(Saved data entries)
=======
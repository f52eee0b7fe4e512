use std::fmt::Write;

use axum::extract::State;
use axum::http::header;
use axum::response::IntoResponse;

use crate::state::AppState;

pub async fn metrics_handler(State(state): State<AppState>) -> impl IntoResponse {
    let mut out = String::with_capacity(2048);
    let platforms = state.board.platforms();

    writeln!(out, "# TYPE live_notifier_rounds counter").unwrap();
    writeln!(out, "# HELP live_notifier_rounds Total polling rounds run").unwrap();
    writeln!(
        out,
        "live_notifier_rounds_total {}",
        state.board.rounds_total()
    )
    .unwrap();

    writeln!(out, "# TYPE live_notifier_transitions counter").unwrap();
    writeln!(
        out,
        "# HELP live_notifier_transitions Presence transitions observed, by direction"
    )
    .unwrap();
    writeln!(
        out,
        "live_notifier_transitions_total{{status=\"online\"}} {}",
        state.board.went_live_total()
    )
    .unwrap();
    writeln!(
        out,
        "live_notifier_transitions_total{{status=\"offline\"}} {}",
        state.board.went_offline_total()
    )
    .unwrap();

    writeln!(out, "# TYPE live_notifier_delivery_failures counter").unwrap();
    writeln!(
        out,
        "# HELP live_notifier_delivery_failures Notification sends that failed"
    )
    .unwrap();
    writeln!(
        out,
        "live_notifier_delivery_failures_total {}",
        state.board.delivery_failures_total()
    )
    .unwrap();

    writeln!(out, "# TYPE live_notifier_channel_live gauge").unwrap();
    writeln!(
        out,
        "# HELP live_notifier_channel_live Whether a configured channel is currently live"
    )
    .unwrap();
    for status in &platforms {
        for channel in &status.channels {
            writeln!(
                out,
                "live_notifier_channel_live{{platform=\"{}\",channel=\"{}\"}} {}",
                status.platform.slug(),
                channel.channel,
                if channel.is_live { 1 } else { 0 }
            )
            .unwrap();
        }
    }

    writeln!(out, "# TYPE live_notifier_consecutive_failures gauge").unwrap();
    writeln!(
        out,
        "# HELP live_notifier_consecutive_failures Failed rounds in a row per platform"
    )
    .unwrap();
    for status in &platforms {
        writeln!(
            out,
            "live_notifier_consecutive_failures{{platform=\"{}\"}} {}",
            status.platform.slug(), status.consecutive_failures
        )
        .unwrap();
    }

    writeln!(
        out,
        "# TYPE live_notifier_last_round_timestamp_seconds gauge"
    )
    .unwrap();
    writeln!(
        out,
        "# HELP live_notifier_last_round_timestamp_seconds Unix timestamp of the last round per platform"
    )
    .unwrap();
    for status in &platforms {
        if let Some(t) = status.last_round {
            let secs = t.timestamp() as f64 + (t.timestamp_subsec_millis() as f64 / 1000.0);
            writeln!(
                out,
                "live_notifier_last_round_timestamp_seconds{{platform=\"{}\"}} {:.3}",
                status.platform.slug(), secs
            )
            .unwrap();
        }
    }

    writeln!(out, "# TYPE live_notifier_uptime_seconds gauge").unwrap();
    writeln!(out, "# HELP live_notifier_uptime_seconds Time since the process started").unwrap();
    let uptime = (chrono::Utc::now() - state.started_at).num_milliseconds() as f64 / 1000.0;
    writeln!(out, "live_notifier_uptime_seconds {:.3}", uptime).unwrap();

    writeln!(out, "# EOF").unwrap();

    (
        [(
            header::CONTENT_TYPE,
            "application/openmetrics-text; version=1.0.0; charset=utf-8",
        )],
        out,
    )
}
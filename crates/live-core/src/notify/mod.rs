//! Notification fan-out.
//!
//! Every configured destination receives each rendered message. Sends run
//! concurrently and are awaited as a batch, so shutdown and tests observe
//! completion deterministically. A failing destination is logged and never
//! blocks its siblings; nothing is retried.

pub mod discord;
pub mod telegram;

pub use discord::DiscordDestination;
pub use telegram::TelegramDestination;

use async_trait::async_trait;
use serde::Serialize;
use tracing::{info, warn};

use crate::error::NotifyError;
use crate::platform::Platform;
use crate::presence::{Transition, TransitionKind};

/// Structured context handed to destinations alongside the rendered message.
#[derive(Debug, Clone, Serialize)]
pub struct NotificationMeta {
    pub platform: Platform,
    pub kind: TransitionKind,
    pub channel: String,
    pub viewer_count: Option<u64>,
    pub url: String,
}

impl NotificationMeta {
    pub fn from_transition(transition: &Transition) -> Self {
        Self {
            platform: transition.platform,
            kind: transition.kind,
            channel: transition.channel.clone(),
            viewer_count: transition
                .snapshot
                .as_ref()
                .and_then(|s| s.viewer_count),
            url: transition.channel_url(),
        }
    }
}

/// A configured downstream messaging sink.
#[async_trait]
pub trait Destination: Send + Sync {
    /// Stable label for logs and delivery outcomes. Must not leak secrets.
    fn label(&self) -> String;

    async fn send(&self, message: &str, meta: &NotificationMeta) -> Result<(), NotifyError>;
}

#[derive(Debug)]
pub struct DeliveryOutcome {
    pub destination: String,
    pub result: Result<(), NotifyError>,
}

impl DeliveryOutcome {
    pub fn is_ok(&self) -> bool {
        self.result.is_ok()
    }
}

/// Fan-out over all configured destinations.
pub struct Dispatcher {
    destinations: Vec<Box<dyn Destination>>,
}

impl Dispatcher {
    pub fn new(destinations: Vec<Box<dyn Destination>>) -> Self {
        Self { destinations }
    }

    pub fn len(&self) -> usize {
        self.destinations.len()
    }

    pub fn is_empty(&self) -> bool {
        self.destinations.is_empty()
    }

    /// Deliver one message to every destination, concurrently, and wait for
    /// all outcomes. Zero destinations is a no-op, not an error.
    pub async fn broadcast(
        &self,
        message: &str,
        meta: &NotificationMeta,
    ) -> Vec<DeliveryOutcome> {
        let sends = self.destinations.iter().map(|destination| async move {
            let label = destination.label();
            let result = destination.send(message, meta).await;
            match &result {
                Ok(()) => info!(
                    destination = %label,
                    platform = %meta.platform,
                    status = %meta.kind,
                    channel = %meta.channel,
                    url = %meta.url,
                    "Notification delivered"
                ),
                Err(e) => warn!(
                    destination = %label,
                    platform = %meta.platform,
                    channel = %meta.channel,
                    error = %e,
                    "Notification delivery failed"
                ),
            }
            DeliveryOutcome {
                destination: label,
                result,
            }
        });
        futures::future::join_all(sends).await
    }
}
=======
Exercise instructions - Reproduce each of the records word for word.

Solution to the exercise -
repository f52eee0b7fe4e512
use std::fmt::Write;

use axum::extract::State;
use axum::http::header;
use axum::response::IntoResponse;

use crate::state::AppState;

pub async fn metrics_handler(State(state): State<AppState>) -> impl IntoResponse {
    let mut out = String::with_capacity(2048);
    let platforms = state.board.platforms();

    writeln!(out, "# TYPE live_notifier_rounds counter").unwrap();
    writeln!(out, "# HELP live_notifier_rounds Total polling rounds run").unwrap();
    writeln!(
        out,
        "live_notifier_rounds_total {}",
        state.board.rounds_total()
    )
    .unwrap();

    writeln!(out, "# TYPE live_notifier_transitions counter").unwrap();
    writeln!(
        out,
        "# HELP live_notifier_transitions Presence transitions observed, by direction"
    )
    .unwrap();
    writeln!(
        out,
        "live_notifier_transitions_total{{status=\"online\"}} {}",
        state.board.went_live_total()
    )
    .unwrap();
    writeln!(
        out,
        "live_notifier_transitions_total{{status=\"offline\"}} {}",
        state.board.went_offline_total()
    )
    .unwrap();

    writeln!(out, "# TYPE live_notifier_delivery_failures counter").unwrap();
    writeln!(
        out,
        "# HELP live_notifier_delivery_failures Notification sends that failed"
    )
    .unwrap();
    writeln!(
        out,
        "live_notifier_delivery_failures_total {}",
        state.board.delivery_failures_total()
    )
    .unwrap();

    writeln!(out, "# TYPE live_notifier_channel_live gauge").unwrap();
    writeln!(
        out,
        "# HELP live_notifier_channel_live Whether a configured channel is currently live"
    )
    .unwrap();
    for status in &platforms {
        for channel in &status.channels {
            writeln!(
                out,
                "live_notifier_channel_live{{platform=\"{}\",channel=\"{}\"}} {}",
                status.platform.slug(),
                channel.channel,
                if channel.is_live { 1 } else { 0 }
            )
            .unwrap();
        }
    }

    writeln!(out, "# TYPE live_notifier_consecutive_failures gauge").unwrap();
    writeln!(
        out,
        "# HELP live_notifier_consecutive_failures Failed rounds in a row per platform"
    )
    .unwrap();
    for status in &platforms {
        writeln!(
            out,
            "live_notifier_consecutive_failures{{platform=\"{}\"}} {}",
            status.platform.slug(), status.consecutive_failures
        )
        .unwrap();
    }

    writeln!(
        out,
        "# TYPE live_notifier_last_round_timestamp_seconds gauge"
    )
    .unwrap();
    writeln!(
        out,
        "# HELP live_notifier_last_round_timestamp_seconds Unix timestamp of the last round per platform"
    )
    .unwrap();
    for status in &platforms {
        if let Some(t) = status.last_round {
            let secs = t.timestamp() as f64 + (t.timestamp_subsec_millis() as f64 / 1000.0);
            writeln!(
                out,
                "live_notifier_last_round_timestamp_seconds{{platform=\"{}\"}} {:.3}",
                status.platform.slug(), secs
            )
            .unwrap();
        }
    }

    writeln!(out, "# TYPE live_notifier_uptime_seconds gauge").unwrap();
    writeln!(out, "# HELP live_notifier_uptime_seconds Time since the process started").unwrap();
    let uptime = (chrono::Utc::now() - state.started_at).num_milliseconds() as f64 / 1000.0;
    writeln!(out, "live_notifier_uptime_seconds {:.3}", uptime).unwrap();

    writeln!(out, "# EOF").unwrap();

    (
        [(
            header::CONTENT_TYPE,
            "application/openmetrics-text; version=1.0.0; charset=utf-8",
        )],
        out,
    )
}
filename crates/live-core/src/notify/mod.rs
//! Notification fan-out.
//!
//! Every configured destination receives each rendered message. Sends run
//! concurrently and are awaited as a batch, so shutdown and tests observe
//! completion deterministically. A failing destination is logged and never
//! blocks its siblings; nothing is retried.

pub mod discord;
pub mod telegram;

pub use discord::DiscordDestination;
pub use telegram::TelegramDestination;

use async_trait::async_trait;
use serde::Serialize;
use tracing::{info, warn};

use crate::error::NotifyError;
use crate::platform::Platform;
use crate::presence::{Transition, TransitionKind};

/// Structured context handed to destinations alongside the rendered message.
#[derive(Debug, Clone, Serialize)]
pub struct NotificationMeta {
    pub platform: Platform,
    pub kind: TransitionKind,
    pub channel: String,
    pub viewer_count: Option<u64>,
    pub url: String,
}

impl NotificationMeta {
    pub fn from_transition(transition: &Transition) -> Self {
        Self {
            platform: transition.platform,
            kind: transition.kind,
            channel: transition.channel.clone(),
            viewer_count: transition
                .snapshot
                .as_ref()
                .and_then(|s| s.viewer_count),
            url: transition.channel_url(),
        }
    }
}

/// A configured downstream messaging sink.
#[async_trait]
pub trait Destination: Send + Sync {
    /// Stable label for logs and delivery outcomes. Must not leak secrets.
    fn label(&self) -> String;

    async fn send(&self, message: &str, meta: &NotificationMeta) -> Result<(), NotifyError>;
}

#[derive(Debug)]
pub struct DeliveryOutcome {
    pub destination: String,
    pub result: Result<(), NotifyError>,
}

impl DeliveryOutcome {
    pub fn is_ok(&self) -> bool {
        self.result.is_ok()
    }
}

/// Fan-out over all configured destinations.
pub struct Dispatcher {
    destinations: Vec<Box<dyn Destination>>,
}

impl Dispatcher {
    pub fn new(destinations: Vec<Box<dyn Destination>>) -> Self {
        Self { destinations }
    }

    pub fn len(&self) -> usize {
        self.destinations.len()
    }

    pub fn is_empty(&self) -> bool {
        self.destinations.is_empty()
    }

    /// Deliver one message to every destination, concurrently, and wait for
    /// all outcomes. Zero destinations is a no-op, not an error.
    pub async fn broadcast(
        &self,
        message: &str,
        meta: &NotificationMeta,
    ) -> Vec<DeliveryOutcome> {
        let sends = self.destinations.iter().map(|destination| async move {
            let label = destination.label();
            let result = destination.send(message, meta).await;
            match &result {
                Ok(()) => info!(
                    destination = %label,
                    platform = %meta.platform,
                    status = %meta.kind,
                    channel = %meta.channel,
                    url = %meta.url,
                    "Notification delivered"
                ),
                Err(e) => warn!(
                    destination = %label,
                    platform = %meta.platform,
                    channel = %meta.channel,
                    error = %e,
                    "Notification delivery failed"
                ),
            }
            DeliveryOutcome {
                destination: label,
                result,
            }
        });
        futures::future::join_all(sends).await
    }
}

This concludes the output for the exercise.